Directions for this task — Say how many of the lines below include the word "Send", and write nothing else.

Given information —

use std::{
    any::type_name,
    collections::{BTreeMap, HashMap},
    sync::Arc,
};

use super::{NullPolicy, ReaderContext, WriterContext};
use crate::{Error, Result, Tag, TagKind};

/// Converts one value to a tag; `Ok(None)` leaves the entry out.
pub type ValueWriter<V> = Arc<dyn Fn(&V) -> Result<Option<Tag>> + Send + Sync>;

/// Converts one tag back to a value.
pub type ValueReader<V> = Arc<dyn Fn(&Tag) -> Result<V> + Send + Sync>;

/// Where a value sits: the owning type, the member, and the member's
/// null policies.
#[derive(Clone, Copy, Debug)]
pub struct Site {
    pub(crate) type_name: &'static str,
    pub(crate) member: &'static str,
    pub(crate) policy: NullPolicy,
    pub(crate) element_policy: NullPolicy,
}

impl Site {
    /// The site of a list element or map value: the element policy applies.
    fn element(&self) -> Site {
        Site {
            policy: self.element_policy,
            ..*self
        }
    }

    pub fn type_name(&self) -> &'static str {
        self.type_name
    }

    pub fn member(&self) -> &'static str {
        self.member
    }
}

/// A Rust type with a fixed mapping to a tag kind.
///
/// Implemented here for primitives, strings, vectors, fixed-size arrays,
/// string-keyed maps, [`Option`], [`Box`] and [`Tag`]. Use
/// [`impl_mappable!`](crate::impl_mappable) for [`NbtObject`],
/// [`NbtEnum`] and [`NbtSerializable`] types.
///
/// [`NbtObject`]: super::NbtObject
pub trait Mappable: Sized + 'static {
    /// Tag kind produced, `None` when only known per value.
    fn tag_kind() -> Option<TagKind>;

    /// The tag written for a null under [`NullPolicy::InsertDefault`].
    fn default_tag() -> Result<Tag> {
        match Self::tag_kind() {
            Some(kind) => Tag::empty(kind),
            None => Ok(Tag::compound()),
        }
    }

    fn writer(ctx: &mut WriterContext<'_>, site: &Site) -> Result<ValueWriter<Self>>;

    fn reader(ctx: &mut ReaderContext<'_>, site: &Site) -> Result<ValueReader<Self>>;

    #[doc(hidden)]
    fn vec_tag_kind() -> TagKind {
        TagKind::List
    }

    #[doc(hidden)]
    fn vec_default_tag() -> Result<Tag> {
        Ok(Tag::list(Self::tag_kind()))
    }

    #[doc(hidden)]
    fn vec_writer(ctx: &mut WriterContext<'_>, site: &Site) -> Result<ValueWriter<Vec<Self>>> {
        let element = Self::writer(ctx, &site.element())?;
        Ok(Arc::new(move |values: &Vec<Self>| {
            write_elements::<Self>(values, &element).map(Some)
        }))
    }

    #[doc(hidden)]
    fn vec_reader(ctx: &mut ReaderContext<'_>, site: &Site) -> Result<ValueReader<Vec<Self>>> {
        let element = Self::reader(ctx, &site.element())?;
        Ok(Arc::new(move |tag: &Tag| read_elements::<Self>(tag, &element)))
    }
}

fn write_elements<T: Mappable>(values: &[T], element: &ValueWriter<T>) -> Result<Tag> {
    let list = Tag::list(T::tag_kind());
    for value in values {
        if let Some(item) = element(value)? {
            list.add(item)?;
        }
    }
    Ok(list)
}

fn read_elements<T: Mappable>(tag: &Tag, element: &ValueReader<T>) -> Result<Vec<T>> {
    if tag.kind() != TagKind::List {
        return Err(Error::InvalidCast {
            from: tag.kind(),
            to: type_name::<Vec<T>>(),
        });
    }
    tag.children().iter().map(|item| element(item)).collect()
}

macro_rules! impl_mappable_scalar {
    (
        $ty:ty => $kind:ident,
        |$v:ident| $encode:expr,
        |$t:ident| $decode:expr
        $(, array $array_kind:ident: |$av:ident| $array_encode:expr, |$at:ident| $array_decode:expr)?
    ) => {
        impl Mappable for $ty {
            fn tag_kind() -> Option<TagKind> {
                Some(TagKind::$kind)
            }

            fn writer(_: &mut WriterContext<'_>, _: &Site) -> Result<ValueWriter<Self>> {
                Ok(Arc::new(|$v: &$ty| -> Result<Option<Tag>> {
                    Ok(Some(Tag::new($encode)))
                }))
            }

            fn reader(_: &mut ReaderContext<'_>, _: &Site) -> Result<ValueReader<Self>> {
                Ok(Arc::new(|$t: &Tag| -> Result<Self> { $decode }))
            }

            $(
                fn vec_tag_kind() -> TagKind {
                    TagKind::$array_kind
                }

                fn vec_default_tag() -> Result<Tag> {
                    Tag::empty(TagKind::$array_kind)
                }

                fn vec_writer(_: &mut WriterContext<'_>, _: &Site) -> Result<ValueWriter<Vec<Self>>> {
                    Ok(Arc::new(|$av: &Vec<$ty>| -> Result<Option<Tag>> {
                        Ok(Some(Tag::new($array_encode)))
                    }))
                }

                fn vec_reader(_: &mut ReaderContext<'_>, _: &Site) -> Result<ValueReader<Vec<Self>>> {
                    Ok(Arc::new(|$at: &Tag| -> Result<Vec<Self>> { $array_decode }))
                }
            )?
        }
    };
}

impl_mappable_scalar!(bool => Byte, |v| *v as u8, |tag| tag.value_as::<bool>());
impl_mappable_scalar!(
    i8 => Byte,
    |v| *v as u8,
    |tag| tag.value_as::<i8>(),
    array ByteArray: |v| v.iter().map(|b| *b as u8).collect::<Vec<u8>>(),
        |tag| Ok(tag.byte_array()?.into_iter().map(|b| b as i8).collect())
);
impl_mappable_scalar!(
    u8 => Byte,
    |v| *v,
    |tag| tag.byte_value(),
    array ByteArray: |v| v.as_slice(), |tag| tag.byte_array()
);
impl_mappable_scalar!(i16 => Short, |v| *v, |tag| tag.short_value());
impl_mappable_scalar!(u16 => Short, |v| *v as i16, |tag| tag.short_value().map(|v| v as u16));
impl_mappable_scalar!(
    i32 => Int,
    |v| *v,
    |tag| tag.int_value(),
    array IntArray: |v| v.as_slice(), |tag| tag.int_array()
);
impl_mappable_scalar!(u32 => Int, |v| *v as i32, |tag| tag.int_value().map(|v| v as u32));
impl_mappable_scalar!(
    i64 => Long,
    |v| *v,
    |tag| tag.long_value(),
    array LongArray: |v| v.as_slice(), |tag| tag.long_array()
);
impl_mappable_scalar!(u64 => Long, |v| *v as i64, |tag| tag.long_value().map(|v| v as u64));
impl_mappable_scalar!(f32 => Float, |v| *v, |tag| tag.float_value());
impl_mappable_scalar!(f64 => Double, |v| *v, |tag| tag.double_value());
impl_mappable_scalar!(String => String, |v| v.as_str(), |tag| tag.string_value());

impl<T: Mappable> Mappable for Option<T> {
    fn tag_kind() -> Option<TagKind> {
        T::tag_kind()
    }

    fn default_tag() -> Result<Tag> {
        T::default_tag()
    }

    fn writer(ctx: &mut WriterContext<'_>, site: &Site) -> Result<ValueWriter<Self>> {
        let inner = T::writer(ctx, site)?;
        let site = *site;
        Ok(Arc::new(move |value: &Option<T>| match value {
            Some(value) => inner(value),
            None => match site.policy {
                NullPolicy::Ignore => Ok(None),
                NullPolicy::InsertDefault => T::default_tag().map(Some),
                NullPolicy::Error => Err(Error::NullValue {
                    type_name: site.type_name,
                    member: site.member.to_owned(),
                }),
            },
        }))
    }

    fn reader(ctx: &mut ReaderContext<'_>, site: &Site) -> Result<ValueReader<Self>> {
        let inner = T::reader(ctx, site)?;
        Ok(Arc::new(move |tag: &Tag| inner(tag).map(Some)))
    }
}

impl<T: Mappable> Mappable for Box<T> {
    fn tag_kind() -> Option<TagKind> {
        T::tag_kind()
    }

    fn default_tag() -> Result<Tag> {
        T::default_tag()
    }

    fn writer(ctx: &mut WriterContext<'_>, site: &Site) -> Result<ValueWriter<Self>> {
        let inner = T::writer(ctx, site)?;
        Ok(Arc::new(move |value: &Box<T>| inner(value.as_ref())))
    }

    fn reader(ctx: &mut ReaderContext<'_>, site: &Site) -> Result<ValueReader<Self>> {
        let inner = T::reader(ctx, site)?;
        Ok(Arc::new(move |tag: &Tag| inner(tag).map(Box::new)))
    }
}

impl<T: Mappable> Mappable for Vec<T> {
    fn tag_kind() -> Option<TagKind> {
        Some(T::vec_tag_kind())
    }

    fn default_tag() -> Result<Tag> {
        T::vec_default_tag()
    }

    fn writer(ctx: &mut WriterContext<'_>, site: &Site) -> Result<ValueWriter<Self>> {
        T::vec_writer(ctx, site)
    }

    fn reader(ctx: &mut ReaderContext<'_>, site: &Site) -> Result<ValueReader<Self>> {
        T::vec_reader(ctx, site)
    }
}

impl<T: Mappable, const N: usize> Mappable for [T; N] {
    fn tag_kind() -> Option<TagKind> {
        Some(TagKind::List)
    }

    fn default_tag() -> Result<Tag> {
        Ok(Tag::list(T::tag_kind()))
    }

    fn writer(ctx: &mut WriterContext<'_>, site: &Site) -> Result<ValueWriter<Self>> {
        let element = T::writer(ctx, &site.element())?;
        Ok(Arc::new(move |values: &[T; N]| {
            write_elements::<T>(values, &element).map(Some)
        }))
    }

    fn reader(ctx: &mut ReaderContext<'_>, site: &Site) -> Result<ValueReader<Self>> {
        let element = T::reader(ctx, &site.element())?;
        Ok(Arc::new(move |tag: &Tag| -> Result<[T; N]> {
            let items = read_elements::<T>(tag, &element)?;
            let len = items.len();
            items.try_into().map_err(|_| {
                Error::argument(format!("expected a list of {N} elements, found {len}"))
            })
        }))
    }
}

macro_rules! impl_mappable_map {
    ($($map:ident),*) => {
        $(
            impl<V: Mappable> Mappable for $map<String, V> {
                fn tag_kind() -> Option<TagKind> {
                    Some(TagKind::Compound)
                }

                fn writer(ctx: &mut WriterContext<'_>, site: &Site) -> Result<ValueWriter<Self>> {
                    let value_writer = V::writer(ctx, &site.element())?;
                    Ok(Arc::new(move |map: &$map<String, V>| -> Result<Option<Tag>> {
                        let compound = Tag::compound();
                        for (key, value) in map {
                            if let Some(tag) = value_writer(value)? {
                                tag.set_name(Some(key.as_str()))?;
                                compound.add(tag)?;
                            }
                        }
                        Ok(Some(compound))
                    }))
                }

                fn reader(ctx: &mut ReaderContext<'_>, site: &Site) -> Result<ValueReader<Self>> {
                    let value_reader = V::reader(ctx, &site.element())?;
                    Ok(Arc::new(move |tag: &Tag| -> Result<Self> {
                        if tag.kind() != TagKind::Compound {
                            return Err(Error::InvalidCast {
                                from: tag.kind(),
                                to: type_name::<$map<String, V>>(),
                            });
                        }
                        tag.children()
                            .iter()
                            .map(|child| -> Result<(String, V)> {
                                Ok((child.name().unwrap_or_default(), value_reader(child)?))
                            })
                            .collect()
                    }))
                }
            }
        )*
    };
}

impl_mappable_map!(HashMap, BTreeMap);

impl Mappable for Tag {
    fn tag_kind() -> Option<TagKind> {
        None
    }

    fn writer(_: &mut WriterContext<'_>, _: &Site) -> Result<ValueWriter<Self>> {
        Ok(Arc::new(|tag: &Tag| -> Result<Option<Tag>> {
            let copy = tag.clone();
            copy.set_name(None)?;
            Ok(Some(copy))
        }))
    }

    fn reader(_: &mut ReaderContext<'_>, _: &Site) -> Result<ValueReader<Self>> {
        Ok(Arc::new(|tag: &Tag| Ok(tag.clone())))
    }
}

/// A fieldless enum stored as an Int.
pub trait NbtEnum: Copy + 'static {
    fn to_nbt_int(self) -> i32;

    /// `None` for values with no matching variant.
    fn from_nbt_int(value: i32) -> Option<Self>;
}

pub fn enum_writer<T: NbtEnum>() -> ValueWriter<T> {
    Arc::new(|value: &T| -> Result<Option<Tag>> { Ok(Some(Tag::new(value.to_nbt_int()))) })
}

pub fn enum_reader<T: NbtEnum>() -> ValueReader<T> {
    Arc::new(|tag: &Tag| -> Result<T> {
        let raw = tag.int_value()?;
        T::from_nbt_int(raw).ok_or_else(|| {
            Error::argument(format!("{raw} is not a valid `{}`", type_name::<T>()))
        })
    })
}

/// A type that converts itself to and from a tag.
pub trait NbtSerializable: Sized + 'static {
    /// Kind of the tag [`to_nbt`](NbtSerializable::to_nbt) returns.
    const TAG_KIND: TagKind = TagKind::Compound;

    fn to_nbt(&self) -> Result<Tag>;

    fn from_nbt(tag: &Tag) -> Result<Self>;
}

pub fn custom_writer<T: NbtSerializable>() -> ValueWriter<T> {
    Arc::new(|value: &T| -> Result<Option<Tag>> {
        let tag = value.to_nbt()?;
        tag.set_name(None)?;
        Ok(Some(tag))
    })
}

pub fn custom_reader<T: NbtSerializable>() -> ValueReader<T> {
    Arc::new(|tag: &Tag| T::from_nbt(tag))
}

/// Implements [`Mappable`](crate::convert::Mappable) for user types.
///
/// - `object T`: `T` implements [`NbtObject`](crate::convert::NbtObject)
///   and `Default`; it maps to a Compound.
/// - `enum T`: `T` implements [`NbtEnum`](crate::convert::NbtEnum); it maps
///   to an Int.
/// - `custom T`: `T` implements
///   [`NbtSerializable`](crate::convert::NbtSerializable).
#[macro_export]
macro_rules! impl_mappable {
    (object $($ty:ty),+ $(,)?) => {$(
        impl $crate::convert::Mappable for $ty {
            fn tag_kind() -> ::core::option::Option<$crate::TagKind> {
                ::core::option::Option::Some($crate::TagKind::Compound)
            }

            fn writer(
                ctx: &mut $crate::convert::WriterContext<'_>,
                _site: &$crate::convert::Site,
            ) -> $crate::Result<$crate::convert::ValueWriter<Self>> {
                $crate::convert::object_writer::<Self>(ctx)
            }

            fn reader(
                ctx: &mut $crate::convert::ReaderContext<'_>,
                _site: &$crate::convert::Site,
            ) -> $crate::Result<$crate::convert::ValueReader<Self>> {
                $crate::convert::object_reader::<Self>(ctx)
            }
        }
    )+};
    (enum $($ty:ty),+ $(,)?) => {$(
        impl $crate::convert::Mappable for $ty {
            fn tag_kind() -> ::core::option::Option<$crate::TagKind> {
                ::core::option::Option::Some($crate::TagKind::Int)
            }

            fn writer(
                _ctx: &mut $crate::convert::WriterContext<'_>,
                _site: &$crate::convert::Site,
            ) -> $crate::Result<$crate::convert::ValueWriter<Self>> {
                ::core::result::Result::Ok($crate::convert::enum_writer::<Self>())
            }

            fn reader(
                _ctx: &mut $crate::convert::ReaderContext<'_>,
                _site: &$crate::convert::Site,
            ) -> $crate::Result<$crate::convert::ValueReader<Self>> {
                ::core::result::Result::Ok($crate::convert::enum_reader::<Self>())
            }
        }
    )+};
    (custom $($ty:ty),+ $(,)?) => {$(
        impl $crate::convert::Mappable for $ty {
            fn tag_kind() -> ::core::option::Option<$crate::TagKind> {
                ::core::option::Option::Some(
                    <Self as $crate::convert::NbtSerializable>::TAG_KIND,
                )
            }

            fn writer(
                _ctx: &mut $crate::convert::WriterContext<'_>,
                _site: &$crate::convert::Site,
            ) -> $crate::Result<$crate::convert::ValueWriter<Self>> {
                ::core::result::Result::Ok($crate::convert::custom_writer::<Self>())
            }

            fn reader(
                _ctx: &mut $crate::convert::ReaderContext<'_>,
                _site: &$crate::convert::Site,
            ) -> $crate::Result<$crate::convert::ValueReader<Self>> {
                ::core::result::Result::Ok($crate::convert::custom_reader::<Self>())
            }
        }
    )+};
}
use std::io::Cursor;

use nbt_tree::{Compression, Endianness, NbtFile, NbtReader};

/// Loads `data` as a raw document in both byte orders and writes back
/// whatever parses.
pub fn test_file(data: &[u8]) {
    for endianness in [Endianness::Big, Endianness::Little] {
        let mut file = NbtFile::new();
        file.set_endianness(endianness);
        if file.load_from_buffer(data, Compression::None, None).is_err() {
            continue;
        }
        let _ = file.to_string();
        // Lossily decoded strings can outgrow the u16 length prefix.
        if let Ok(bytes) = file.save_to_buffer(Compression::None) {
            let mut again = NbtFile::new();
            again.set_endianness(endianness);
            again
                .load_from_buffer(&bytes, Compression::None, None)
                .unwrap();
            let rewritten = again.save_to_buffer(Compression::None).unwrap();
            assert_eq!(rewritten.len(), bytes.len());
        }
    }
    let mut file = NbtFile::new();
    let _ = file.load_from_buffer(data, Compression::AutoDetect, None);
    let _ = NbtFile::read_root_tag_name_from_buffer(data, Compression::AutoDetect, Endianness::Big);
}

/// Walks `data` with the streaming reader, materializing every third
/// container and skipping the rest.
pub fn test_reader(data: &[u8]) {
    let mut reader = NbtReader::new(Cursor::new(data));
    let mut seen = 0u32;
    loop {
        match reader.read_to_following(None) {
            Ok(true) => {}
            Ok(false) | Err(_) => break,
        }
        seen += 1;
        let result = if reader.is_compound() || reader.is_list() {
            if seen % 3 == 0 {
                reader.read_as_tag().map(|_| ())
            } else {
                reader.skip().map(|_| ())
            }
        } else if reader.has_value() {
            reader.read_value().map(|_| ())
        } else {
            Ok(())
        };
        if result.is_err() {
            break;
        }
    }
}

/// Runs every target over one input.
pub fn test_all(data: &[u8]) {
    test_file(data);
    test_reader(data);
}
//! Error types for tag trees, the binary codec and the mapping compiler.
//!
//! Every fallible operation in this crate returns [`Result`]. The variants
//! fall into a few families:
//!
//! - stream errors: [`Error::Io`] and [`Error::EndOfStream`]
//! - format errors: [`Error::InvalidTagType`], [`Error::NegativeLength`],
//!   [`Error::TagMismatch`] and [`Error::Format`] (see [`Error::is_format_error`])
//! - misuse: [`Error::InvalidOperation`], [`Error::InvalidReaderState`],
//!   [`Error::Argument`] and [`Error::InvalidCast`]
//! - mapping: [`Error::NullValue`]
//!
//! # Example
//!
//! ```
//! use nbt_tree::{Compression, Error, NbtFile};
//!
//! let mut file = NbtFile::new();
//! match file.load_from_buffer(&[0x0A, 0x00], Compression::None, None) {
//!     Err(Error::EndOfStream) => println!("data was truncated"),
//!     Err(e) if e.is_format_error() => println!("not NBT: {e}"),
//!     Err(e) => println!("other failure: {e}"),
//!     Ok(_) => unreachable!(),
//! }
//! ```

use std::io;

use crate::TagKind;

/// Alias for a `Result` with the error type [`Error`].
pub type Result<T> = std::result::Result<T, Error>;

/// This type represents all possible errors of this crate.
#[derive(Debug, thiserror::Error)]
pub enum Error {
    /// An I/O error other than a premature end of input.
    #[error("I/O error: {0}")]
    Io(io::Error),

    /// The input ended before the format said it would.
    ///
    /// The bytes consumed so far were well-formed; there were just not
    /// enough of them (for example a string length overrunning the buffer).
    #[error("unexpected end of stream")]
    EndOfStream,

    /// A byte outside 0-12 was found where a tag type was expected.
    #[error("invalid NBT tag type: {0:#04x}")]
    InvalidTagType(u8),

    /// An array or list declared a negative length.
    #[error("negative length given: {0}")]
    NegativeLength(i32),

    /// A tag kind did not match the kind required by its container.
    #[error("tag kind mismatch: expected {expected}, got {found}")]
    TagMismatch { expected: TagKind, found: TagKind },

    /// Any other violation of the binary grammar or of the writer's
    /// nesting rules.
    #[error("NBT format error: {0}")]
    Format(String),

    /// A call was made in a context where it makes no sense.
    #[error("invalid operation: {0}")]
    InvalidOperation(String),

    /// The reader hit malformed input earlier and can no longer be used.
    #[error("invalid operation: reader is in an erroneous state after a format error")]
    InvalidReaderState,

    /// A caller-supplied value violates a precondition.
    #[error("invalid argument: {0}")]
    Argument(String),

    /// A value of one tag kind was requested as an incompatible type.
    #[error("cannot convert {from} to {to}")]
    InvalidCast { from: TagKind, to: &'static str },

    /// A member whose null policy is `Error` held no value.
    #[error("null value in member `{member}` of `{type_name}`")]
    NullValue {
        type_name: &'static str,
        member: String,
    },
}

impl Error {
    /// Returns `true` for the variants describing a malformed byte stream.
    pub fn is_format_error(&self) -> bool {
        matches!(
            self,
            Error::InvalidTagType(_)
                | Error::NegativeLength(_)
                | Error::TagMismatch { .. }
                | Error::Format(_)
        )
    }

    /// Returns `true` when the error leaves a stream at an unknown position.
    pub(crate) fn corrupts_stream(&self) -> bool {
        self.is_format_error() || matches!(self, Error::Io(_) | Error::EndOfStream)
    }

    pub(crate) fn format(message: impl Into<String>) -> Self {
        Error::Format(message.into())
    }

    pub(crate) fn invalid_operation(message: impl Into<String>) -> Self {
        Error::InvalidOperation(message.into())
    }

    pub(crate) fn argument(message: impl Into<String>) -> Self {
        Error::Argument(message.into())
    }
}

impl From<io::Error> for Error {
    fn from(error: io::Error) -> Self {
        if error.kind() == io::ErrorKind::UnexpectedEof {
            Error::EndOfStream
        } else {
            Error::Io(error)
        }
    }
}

Answer section — 2